You can implement blurring in a 2D texture in many different ways:
- Change the mipmap LOD bias: texture2D(tex,coords,bias);.
This will
make the mipmapping hardware include additional blurring by
artificially shifting mipmap levels, essentially sampling a
2^bias pixel region. Clearly, this only works if
you've built mipmaps for your texture, but THREE.js does this
automatically.
- Draw a few copies of the image slightly shifted from one
another,
carefully adjusting the alpha each time so the copies end up
equally
weighted onscreen--surprisingly, the alpha values you need are
1.0,
then 1.0/2, then 1.0/3, then 1.0/4, etc.
- Read a few nearby pixels ("filter taps") in a GLSL pixel
shader,
and average them together in a single shader pass. This is
a
little faster than the multipass rendering method, and it's
easier to write and
expand to do other processing, so it's what I usually do.
(Of
course, that doesn't mean it's the best!)

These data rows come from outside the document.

use ndarray::{Array2, ArrayView1};
use std::collections::BTreeMap;

fn distance(a: ArrayView1<f64>, b: ArrayView1<f64>) -> f64 {
    a.iter()
        .zip(b.iter())
        .map(|(x, y)| (x - y) * (x - y))
        .sum::<f64>()
        .sqrt()
}

/// Mean silhouette coefficient over labeled points. Noise is ignored.
/// Returns 0.0 when there are fewer than two clusters or every point is
/// its own cluster.
pub fn silhouette_score(points: &Array2<f64>, labels: &[Option<usize>]) -> f64 {
    let mut clusters: BTreeMap<usize, Vec<usize>> = BTreeMap::new();
    for (i, label) in labels.iter().enumerate() {
        if let Some(l) = label {
            clusters.entry(*l).or_default().push(i);
        }
    }
    let n: usize = clusters.values().map(Vec::len).sum();
    if clusters.len() < 2 || clusters.len() >= n {
        return 0.0;
    }

    let mean_distance = |i: usize, members: &[usize]| -> f64 {
        let total: f64 = members
            .iter()
            .filter(|j| **j != i)
            .map(|j| distance(points.row(i), points.row(*j)))
            .sum();
        let count = members.iter().filter(|j| **j != i).count();
        if count == 0 {
            0.0
        } else {
            total / count as f64
        }
    };

    let mut sum = 0.0;
    for (label, members) in &clusters {
        for &i in members {
            if members.len() == 1 {
                continue;
            }
            let a = mean_distance(i, members);
            let b = clusters
                .iter()
                .filter(|(other, _)| *other != label)
                .map(|(_, others)| mean_distance(i, others))
                .fold(f64::INFINITY, f64::min);
            let denom = a.max(b);
            if denom > 0.0 {
                sum += (b - a) / denom;
            }
        }
    }
    sum / n as f64
}
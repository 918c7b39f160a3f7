//! Venue adapter port and registry.

use std::collections::HashMap;
use std::sync::Arc;

use async_trait::async_trait;
use rust_decimal::Decimal;

use crate::domain::{TokenSymbol, Venue};
use crate::error::{ExecutionError, Result};
use crate::port::ledger::{Instruction, Signer};

/// Everything an adapter needs to encode one swap leg.
#[derive(Debug, Clone)]
pub struct SwapRequest {
    /// Venue-specific pool address the swap routes through.
    pub pool_address: String,
    pub from: TokenSymbol,
    pub to: TokenSymbol,
    pub amount_in: Decimal,
    pub min_amount_out: Decimal,
}

/// Encoded swap leg: instructions to append to the outgoing transaction and
/// any extra signing authorities they require.
#[derive(Debug, Clone, Default)]
pub struct SwapInstructions {
    pub instructions: Vec<Instruction>,
    pub signers: Vec<Signer>,
}

/// One DEX venue's quoting and instruction-building interface.
#[async_trait]
pub trait VenueAdapter: Send + Sync {
    fn venue(&self) -> Venue;

    /// Non-committing quote: expected output for `amount_in`.
    async fn quote(
        &self,
        from: &TokenSymbol,
        to: &TokenSymbol,
        amount_in: Decimal,
    ) -> Result<Decimal>;

    /// Encode the swap instructions for one leg.
    async fn build_swap(&self, request: &SwapRequest) -> Result<SwapInstructions>;
}

/// Closed mapping from [`Venue`] to its adapter, built once at startup.
#[derive(Clone, Default)]
pub struct VenueRegistry {
    adapters: HashMap<Venue, Arc<dyn VenueAdapter>>,
}

impl VenueRegistry {
    pub fn new() -> Self {
        Self::default()
    }

    pub fn register(&mut self, adapter: Arc<dyn VenueAdapter>) {
        self.adapters.insert(adapter.venue(), adapter);
    }

    pub fn get(&self, venue: Venue) -> Result<&Arc<dyn VenueAdapter>> {
        self.adapters
            .get(&venue)
            .ok_or_else(|| ExecutionError::UnknownVenue(venue.to_string()).into())
    }

    pub fn len(&self) -> usize {
        self.adapters.len()
    }

    pub fn is_empty(&self) -> bool {
        self.adapters.is_empty()
    }
}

- Read a whole bunch of nearby pixels, and weight them by a
Gaussian curve to get Gaussian
blur.
This is the default blur performed by most image editing
programs,
although it's not totally clear why folks choose this.
One curious result of the central
limit theorem:
(almost) any blurring technique results in a Gaussian blur when
applied
repeatedly (same image blurred over and over again). This is
good, because it means we can just repeatedly
apply a cheap lumpy blur (with few taps) to get results similar to a
high-quality blur (with exponentially more taps).
Given both original and blurred images, you can subtract the two to
find just the image details (the high frequencies alone). This
is
useful for several interesting tasks, including HDR Tone Mapping.
You can even mix high and low frequencies from different images for a
hideous effect.
Physics of Reaction
A variety of processes can result in a nonlinear interaction after
the diffusion step:
- For ice solidification, the interesting physics is in the
interaction of the diffusing heat and freezing ice fields.
Both have thresholds that drive the growth of solid dendrites.
- Predator-prey interactions can, depending on the parameters,
reach either a steady state, oscillate, or diverge wildly.
The number of animals, even time averaged, cannot ever go
negative. This limits the population swings, but can lead
to localized extinction until new animals diffuse in from
outside. For example, ciccada emergence is almost always
delayed by a prime number of years, such as 13 or 17, to avoid
amplifying predator oscillations of any shorter period.
- Interactions between plant species, such as the ongoing local
battle between spruce and the aspen/birch/cottonwood alliance,
occur mostly at the level of soil chemistry (spruce acidifies
the soil; deciduous trees smother their competitors with leaves)
and wildfires (the secret weapon of the spruce).
- Reactions between chemical signals inside living tissue result
in the formation of differentiated tissue like bones and
muscles, the layered neurons in your cerebral cortex, the spots
on a tiger, or the stripes on a zebra.
Generally speaking, you can get interesting behavior whenever you
combining
blurring (which brings neighborhoods together) with almost *any*
nonlinear reaction (which drives neighbors farther apart).